書店員にとって本屋の立ち読み客は敵でしかない?

皆さんは本を買うとき、どれくらい中身を確認しますか?
目的の本であればスグに買うけど、本屋でたまたま出会った本についてはじっくり立ち読みをしてから買いたいという人も多いはず。

とはいえ、立ち読みのタイプにもよりますが本屋からすると立ち読みをするお客さんは正直言って迷惑だったりします。

そんな迷惑な立ち読み客を排除すべく、古本買取・販売の大手であるブックオフが一部の店舗で「立ち読み禁止」の措置をとりはじめました。

新刊書店とブックオフは明確に区別したいところですが、立ち読みという観点からすると学ぶところもあります。

本屋の立ち読みについての良し悪しは賛否両論。
果たして、今後の本屋は立ち読み客をどう扱っていくべきなのか。
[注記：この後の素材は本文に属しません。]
// Error types for trialsheet

use snafu::Snafu;
use std::{io, path::PathBuf};

#[derive(Debug, Snafu)]
pub enum TrialSheetError {
    // Trial store errors
    #[snafu(display("Could not find application data directory to save trials"))]
    NoDataDir,
    #[snafu(display("Error reading or writing trial store {path:?}"))]
    StoreIOError { path: PathBuf, source: io::Error },
    #[snafu(display("Error serializing trial store"))]
    StoreSerializeError { source: serde_json::Error },

    // Config management errors
    #[snafu(display("Could not find application config directory"))]
    NoConfigDir,
    #[snafu(display("Error reading or writing config file"))]
    ConfigIOError { source: io::Error },
    #[snafu(display("Error parsing config file"))]
    ConfigSerializeError { source: serde_json::Error },

    // Export errors
    #[snafu(display("There are no trials to export"))]
    NothingToExport,
    #[snafu(display("Error writing export file {path:?}"))]
    ExportIOError { path: PathBuf, source: io::Error },
    #[snafu(display("Error serializing trials for export"))]
    ExportSerializeError { source: serde_json::Error },
    #[snafu(display("Error building spreadsheet"))]
    SpreadsheetError { source: rust_xlsxwriter::XlsxError },

    // Import errors
    #[snafu(display("Import failed: {reason}"))]
    ImportFailed { reason: String },
    #[snafu(display("No data found in file."))]
    NoDataFound,
}

impl From<rust_xlsxwriter::XlsxError> for TrialSheetError {
    fn from(value: rust_xlsxwriter::XlsxError) -> Self {
        TrialSheetError::SpreadsheetError { source: value }
    }
}
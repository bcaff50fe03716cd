// Time values and the statistics derived from them

pub mod codec;
pub mod splits;

pub use codec::{TimeValue, UNSET_DISPLAY, display_time};
pub use splits::{
    BestLap, BestSplits, LapSlot, TrackBests, best_finish, best_splits, derive_lap3, split_sum,
};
考えてみましょう。




本の立ち読みをするメリットとは?

本を立ち読みすることの意味はどこにあるのでしょうか。
これは言うまでもなく「本の中身を確認できること」にあります。

さきほども述べたように、目的買いのときはともかく、買うか迷っている本は立ち読みをして決めたいもの。
本を買って失敗する可能性はできるだけ排除したいですよね。

また、ブックオフに代表される古本屋に絞れば立ち読みは「タダ読み」でもあります。
お金を払わずにマンガなどを読めるのは、多くの人にとって大きなメリットになるでしょう。

しかし、立ち読みという言葉を一括りにするのは少し問題があるのかなと感じています。
なぜなら「立ち読み」という言葉には、悪いイメージも内包しているからです。

「金も払わないでタダ読みすること」という感じがどこかに漂います。

本を真剣に選んでいる人が中身を確認するための行為も「悪い意味での立ち読み」と捉えられるのは少々気の毒な気もします。
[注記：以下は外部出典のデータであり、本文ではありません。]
// JSON export and import of the trial list

use serde_json::Value;

use super::ImportRecord;
use crate::errors::TrialSheetError;
use crate::trials::Trial;

/// Pretty-printed JSON array of the trials exactly as stored.
pub fn to_json(trials: &[Trial]) -> Result<String, TrialSheetError> {
    serde_json::to_string_pretty(trials)
        .map_err(|e| TrialSheetError::ExportSerializeError { source: e })
}

/// Parse a JSON array of trial-like objects.
///
/// Anything other than a non-empty array is [`TrialSheetError::NoDataFound`];
/// an array holding something other than objects fails the import.
pub fn parse_json(content: &str) -> Result<Vec<ImportRecord>, TrialSheetError> {
    let value: Value = serde_json::from_str(content).map_err(|e| TrialSheetError::ImportFailed {
        reason: e.to_string(),
    })?;

    let items = match value {
        Value::Array(items) if !items.is_empty() => items,
        _ => return Err(TrialSheetError::NoDataFound),
    };

    items
        .iter()
        .enumerate()
        .map(|(position, item)| {
            let object = item.as_object().ok_or_else(|| TrialSheetError::ImportFailed {
                reason: format!("record {} is not an object", position + 1),
            })?;
            Ok(ImportRecord::from_fields(|name| {
                object.get(name).and_then(value_text)
            }))
        })
        .collect()
}

fn value_text(value: &Value) -> Option<String> {
    match value {
        Value::String(text) => Some(text.clone()),
        Value::Number(number) => Some(number.to_string()),
        Value::Bool(flag) => Some(flag.to_string()),
        Value::Null | Value::Array(_) | Value::Object(_) => None,
    }
}

#[cfg(test)]
mod tests {
    use super::*;

    fn sample_trial() -> Trial {
        Trial {
            track: "Sky-High Sundae".to_string(),
            character: "Peach".to_string(),
            vehicle: "Plushbuggy".to_string(),
            lap1: "35.100".to_string(),
            lap2: "34.900".to_string(),
            lap3: "35.000".to_string(),
            finished_time: "1:45.000".to_string(),
            id: 1_741_946_400_000,
            date: "3/14/2025".to_string(),
        }
    }

    #[test]
    fn test_to_json_is_pretty_with_stored_names() {
        let json = to_json(&[sample_trial()]).unwrap();
        assert!(json.starts_with("[\n  {\n    \"track\": \"Sky-High Sundae\""));
        assert!(json.contains("\"finishedTime\": \"1:45.000\""));
        assert!(json.contains("\"id\": 1741946400000"));
    }

    #[test]
    fn test_to_json_empty() {
        assert_eq!(to_json(&[]).unwrap(), "[]");
    }

    #[test]
    fn test_parse_json_reads_exported_trials() {
        let json = to_json(&[sample_trial()]).unwrap();
        let records = parse_json(&json).unwrap();
        assert_eq!(records.len(), 1);
        let trial = records[0].clone().into_trial(1);
        assert_eq!(trial, sample_trial());
    }

    #[test]
    fn test_parse_json_tolerates_missing_and_odd_fields() {
        let records =
            parse_json(r#"[{"track": "DK Pass", "lap1": 31, "lap3": null, "extra": [1]}]"#)
                .unwrap();
        assert_eq!(records[0].track, "DK Pass");
        assert_eq!(records[0].lap1, "31");
        assert_eq!(records[0].lap3, "");
        assert_eq!(records[0].character, "");
        assert_eq!(records[0].id, None);
    }

    #[test]
    fn test_parse_json_without_data() {
        assert!(matches!(parse_json("[]"), Err(TrialSheetError::NoDataFound)));
        assert!(matches!(parse_json("{}"), Err(TrialSheetError::NoDataFound)));
        assert!(matches!(parse_json("null"), Err(TrialSheetError::NoDataFound)));
    }

    #[test]
    fn test_parse_json_malformed() {
        let err = parse_json("[{\"track\": ").unwrap_err();
        assert!(matches!(err, TrialSheetError::ImportFailed { .. }));
        assert!(err.to_string().starts_with("Import failed: "));

        assert!(matches!(
            parse_json("[1, 2]"),
            Err(TrialSheetError::ImportFailed { .. })
        ));
    }
}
ですから「タダ読みする迷惑な客」を「立ち読み」と定義しましょう。
そして「本を買う前に本気でチェックしている客」を「マジ読み」と呼ぶことにしたいと思います。

本の立ち読み、書店員にとっては「邪魔な客」

本の立ち読みをすることで、本選びの失敗をなくす。
これがお客さんにとっての立ち読みのメリットです。

お客さんからするとメリットが多い立ち読みですが、書店員からするとほぼ「負の感情」しか湧いてきません。

なぜなら、立ち読み客がいることで以下のような支障をきたすからです。

  • ・通路が狭くなり他のお客さんの迷惑になる
  • ・不特定多数の人が触るので、本が傷む
  • ・書棚の整理、清掃をするときに邪魔

他のお客さんの迷惑になる

立ち読みはお客さんの滞在時間が伸びる一方で、売り上げにはつながりません。
本当に中身を確認して買いたいお客さんにとっては迷惑そのもの。

売り上げにつながっていたはずのお客さんも「立ち読み客が多くて本を選べないな…また今度でいいや」と帰ってしまうことだってあります。
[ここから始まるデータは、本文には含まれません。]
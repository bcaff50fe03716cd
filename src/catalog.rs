// Fixed track, character and vehicle lists

use std::cmp::Ordering;

#[rustfmt::skip]
pub const CHARACTERS: &[&str] = &[
    "Mario", "Luigi", "Peach", "Yoshi", "Bowser", "Toad", "Toadette", "Koopa Troopa",
    "Wario", "Waluigi", "Baby Mario", "Baby Luigi", "Baby Peach", "Baby Daisy",
    "Baby Rosalina", "Pauline", "Shy Guy", "Donkey Kong", "Daisy", "Rosalina",
    "Lakitu", "Birdo", "King Boo", "Bowser Jr.", "Goomba", "Wiggler", "Dry Bones",
    "Hammer Bro", "Nabbit", "Piranha Plant", "Sidestepper", "Monty Mole", "Stingby",
    "Penguin", "Cheep Cheep", "Cow", "Para-Biddybud", "Pokey", "Snowman", "Spike",
    "Cataquack", "Pianta", "Rocky Wrench", "Conkdor", "Peepa", "Swoop", "Fish Bone",
    "Coin Coffer", "Dolphin", "Chargin' Chuck",
];

#[rustfmt::skip]
pub const VEHICLES: &[&str] = &[
    "Standard Pipe", "Rally Kart", "Standard Bike", "Rally Bike", "Plushbuggy",
    "Baby Blooper", "Cute Scoot", "Mach Rocket", "Zoom Buggy", "Chargin' Truck",
    "Hyper Pipe", "Funky Dorrie", "Hot Rod", "Ribbit Revster", "Tune Thumper",
    "Junkyard Hog", "Roadster Royale", "B Dasher", "W-Twin Chopper", "Lobster Roller",
    "Biddybuggy", "Tiny Titan", "Dread Sled", "Stellar Sled", "Reel Racer", "Bumble V",
    "Fin Twin", "R.O.B. H.O.G.", "Carpet Flyer", "Cloud 9", "Dolphin Dasher",
    "Blastronaut III", "Big Horn", "Lil' Dumpy", "Loco Moto", "Mecha Trike",
    "Pipe Frame", "Billdozer", "Rallygator", "Bowser Bruiser",
];

#[rustfmt::skip]
pub const TRACKS: &[&str] = &[
    "Acorn Heights", "Airship Fortress", "Boo Cinema", "Bowser's Castle",
    "Cheep Cheep Falls", "Choco Mountain", "Crown City", "Dandelion Depths",
    "Desert Hills", "Dino Dino Jungle", "DK Pass", "DK Spaceport",
    "Dry Bones Burnout", "Faraway Oasis", "Great ? Block Ruins",
    "Koopa Troopa Beach", "Mario Bros. Circuit", "Mario Circuit",
    "Moo Moo Meadows", "Peach Beach", "Peach Stadium", "Rainbow Road",
    "Salty Salty Speedway", "Shy Guy Bazaar", "Sky-High Sundae",
    "Starview Peak", "Toad's Factory", "Wario Stadium",
    "Wario's Galleon", "Whistlestop Summit",
];

/// Which of the fixed lists to look in.
#[derive(Clone, Copy, Debug, PartialEq, Eq, clap::ValueEnum)]
pub enum OptionKind {
    Tracks,
    Characters,
    Vehicles,
}

impl OptionKind {
    pub fn options(self) -> &'static [&'static str] {
        match self {
            OptionKind::Tracks => TRACKS,
            OptionKind::Characters => CHARACTERS,
            OptionKind::Vehicles => VEHICLES,
        }
    }

    pub fn contains(self, name: &str) -> bool {
        self.options().contains(&name)
    }
}

/// Entries containing `query`, ignoring case, in list order.
pub fn suggest<'a>(options: &[&'a str], query: &str) -> Vec<&'a str> {
    let query = query.to_lowercase();
    options
        .iter()
        .copied()
        .filter(|option| option.to_lowercase().contains(&query))
        .collect()
}

/// Case-insensitive name ordering, falling back to a byte comparison so that
/// names differing only in case still have a stable order.
pub fn compare_names(a: &str, b: &str) -> Ordering {
    a.to_lowercase()
        .cmp(&b.to_lowercase())
        .then_with(|| a.cmp(b))
}
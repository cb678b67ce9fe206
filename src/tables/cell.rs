//! Table cells and the tokens placed in them.

use crate::document::Token;
use serde::Serialize;

/// A token placed in a cell, with the overlap ratio that justified it.
#[derive(Debug, Clone, PartialEq)]
pub struct CellItem {
    /// The placed token
    pub token: Token,
    /// Column overlap ratio at assignment time
    pub ratio: f32,
}

/// Plain-object view of a [`CellItem`].
#[derive(Debug, Clone, PartialEq, Serialize)]
pub struct CellItemObject<'a> {
    /// Column overlap ratio at assignment time
    pub ratio: f32,
    /// Token text
    pub text: &'a str,
}

impl CellItem {
    /// Create a new cell item.
    pub fn new(token: Token, ratio: f32) -> Self {
        Self { token, ratio }
    }

    /// Text of the placed token.
    pub fn text(&self) -> &str {
        &self.token.text
    }

    /// Plain-object view with the assignment ratio.
    pub fn to_object(&self) -> CellItemObject<'_> {
        CellItemObject {
            ratio: self.ratio,
            text: self.text(),
        }
    }
}

/// Zero or more tokens assigned to one (row, column) pair.
#[derive(Debug, Clone, Default, PartialEq)]
pub struct Cell {
    /// Items in left-to-right order
    pub items: Vec<CellItem>,
}

impl Cell {
    /// Whether nothing was placed in this cell.
    pub fn is_empty(&self) -> bool {
        self.items.is_empty()
    }

    /// Add an item at the end of the cell.
    pub fn push(&mut self, item: CellItem) {
        self.items.push(item);
    }

    /// Re-order items left to right (stable).
    pub fn sort_left_to_right(&mut self) {
        self.items.sort_by(|a, b| {
            a.token
                .bounding_box
                .left()
                .total_cmp(&b.token.bounding_box.left())
        });
    }

    /// Item texts joined by a single space; empty for an empty cell.
    pub fn text(&self) -> String {
        self.items
            .iter()
            .map(CellItem::text)
            .collect::<Vec<_>>()
            .join(" ")
    }
}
なかには立ち読みだけで読破する極悪人もいたりします。
→「本屋の立ち読み客に物申す!読破しないで買ってくれ!

タダ読みするお客さんが、いかに害悪かがおわかりいただけるはずです。

不特定多数の人が触るので、本が傷む

新刊を買うなら「キレイな本」を買いたいところ。
でも、立ち読み客によって「読み荒らされた」本棚に、純粋でキレイな心を持つ本は残っていません。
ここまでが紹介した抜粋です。